What do the lines from the top of the data through the line with "table and router" say? Quote them exactly and include both ends.

Source data =>
- - - - - - -

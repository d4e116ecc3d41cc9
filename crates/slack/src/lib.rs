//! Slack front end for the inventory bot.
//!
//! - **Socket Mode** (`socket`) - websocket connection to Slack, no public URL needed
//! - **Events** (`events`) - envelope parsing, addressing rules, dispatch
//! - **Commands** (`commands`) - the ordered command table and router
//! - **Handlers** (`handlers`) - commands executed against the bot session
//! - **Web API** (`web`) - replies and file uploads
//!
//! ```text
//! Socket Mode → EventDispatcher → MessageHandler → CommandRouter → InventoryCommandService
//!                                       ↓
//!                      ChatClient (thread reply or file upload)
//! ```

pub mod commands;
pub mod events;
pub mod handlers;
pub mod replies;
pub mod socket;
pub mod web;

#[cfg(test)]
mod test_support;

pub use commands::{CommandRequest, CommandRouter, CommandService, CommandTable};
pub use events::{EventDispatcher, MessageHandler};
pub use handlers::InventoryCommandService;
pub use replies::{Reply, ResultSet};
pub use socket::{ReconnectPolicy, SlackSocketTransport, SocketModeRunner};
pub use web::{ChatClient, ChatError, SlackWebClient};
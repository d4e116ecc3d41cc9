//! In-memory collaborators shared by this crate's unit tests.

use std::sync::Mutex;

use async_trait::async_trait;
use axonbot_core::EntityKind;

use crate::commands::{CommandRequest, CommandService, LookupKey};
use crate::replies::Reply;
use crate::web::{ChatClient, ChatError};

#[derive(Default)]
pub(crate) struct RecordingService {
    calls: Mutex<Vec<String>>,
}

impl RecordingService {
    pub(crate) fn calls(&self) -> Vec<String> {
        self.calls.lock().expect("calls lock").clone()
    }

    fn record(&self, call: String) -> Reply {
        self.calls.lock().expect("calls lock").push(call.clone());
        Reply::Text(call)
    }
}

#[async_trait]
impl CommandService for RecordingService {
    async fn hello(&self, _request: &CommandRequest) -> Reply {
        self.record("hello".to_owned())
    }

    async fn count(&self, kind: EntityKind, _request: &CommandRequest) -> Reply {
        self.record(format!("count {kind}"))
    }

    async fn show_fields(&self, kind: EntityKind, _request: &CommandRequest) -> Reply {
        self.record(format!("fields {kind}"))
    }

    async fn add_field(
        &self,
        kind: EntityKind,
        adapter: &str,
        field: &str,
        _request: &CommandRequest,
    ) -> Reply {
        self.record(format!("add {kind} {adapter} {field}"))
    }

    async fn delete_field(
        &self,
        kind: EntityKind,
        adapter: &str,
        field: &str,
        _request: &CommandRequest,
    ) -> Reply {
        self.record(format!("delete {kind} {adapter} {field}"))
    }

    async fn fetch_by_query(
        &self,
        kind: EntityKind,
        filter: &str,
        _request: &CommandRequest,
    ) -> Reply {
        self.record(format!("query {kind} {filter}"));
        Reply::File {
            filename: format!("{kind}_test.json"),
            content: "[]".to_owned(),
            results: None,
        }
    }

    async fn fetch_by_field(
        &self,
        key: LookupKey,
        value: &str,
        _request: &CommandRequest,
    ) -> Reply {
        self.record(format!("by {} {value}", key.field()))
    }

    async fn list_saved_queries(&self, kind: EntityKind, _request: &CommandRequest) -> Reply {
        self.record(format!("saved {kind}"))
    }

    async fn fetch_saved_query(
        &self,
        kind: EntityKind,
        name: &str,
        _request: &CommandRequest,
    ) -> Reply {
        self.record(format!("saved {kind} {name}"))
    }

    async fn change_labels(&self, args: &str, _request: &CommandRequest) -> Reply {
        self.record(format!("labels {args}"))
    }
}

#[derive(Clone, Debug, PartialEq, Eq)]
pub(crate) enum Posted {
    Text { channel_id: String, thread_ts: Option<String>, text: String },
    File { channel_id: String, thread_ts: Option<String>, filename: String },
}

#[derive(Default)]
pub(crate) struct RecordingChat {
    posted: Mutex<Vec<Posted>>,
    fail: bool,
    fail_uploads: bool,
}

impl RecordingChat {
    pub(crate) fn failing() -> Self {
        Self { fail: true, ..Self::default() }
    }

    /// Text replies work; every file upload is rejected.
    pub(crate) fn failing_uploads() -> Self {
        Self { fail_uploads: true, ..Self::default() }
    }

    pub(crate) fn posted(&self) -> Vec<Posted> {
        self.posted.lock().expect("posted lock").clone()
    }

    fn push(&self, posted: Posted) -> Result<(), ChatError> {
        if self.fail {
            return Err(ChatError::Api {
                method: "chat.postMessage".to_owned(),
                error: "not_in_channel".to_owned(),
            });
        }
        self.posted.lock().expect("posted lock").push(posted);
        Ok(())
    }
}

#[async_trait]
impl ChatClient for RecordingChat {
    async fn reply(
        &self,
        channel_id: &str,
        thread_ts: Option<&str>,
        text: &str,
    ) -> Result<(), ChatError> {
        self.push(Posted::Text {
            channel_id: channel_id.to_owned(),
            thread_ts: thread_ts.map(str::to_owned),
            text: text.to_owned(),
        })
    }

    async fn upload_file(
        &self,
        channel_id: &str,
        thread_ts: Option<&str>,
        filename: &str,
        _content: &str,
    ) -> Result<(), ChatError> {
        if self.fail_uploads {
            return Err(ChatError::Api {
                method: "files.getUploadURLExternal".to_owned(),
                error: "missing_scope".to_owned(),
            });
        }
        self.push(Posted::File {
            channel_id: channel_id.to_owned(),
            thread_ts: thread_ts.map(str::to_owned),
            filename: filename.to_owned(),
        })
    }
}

- - - - - - -

Answer box =>
repository d4e116ecc3d41cc9
filename crates/slack/src/lib.rs
//! Slack front end for the inventory bot.
//!
//! - **Socket Mode** (`socket`) - websocket connection to Slack, no public URL needed
//! - **Events** (`events`) - envelope parsing, addressing rules, dispatch
//! - **Commands** (`commands`) - the ordered command table and router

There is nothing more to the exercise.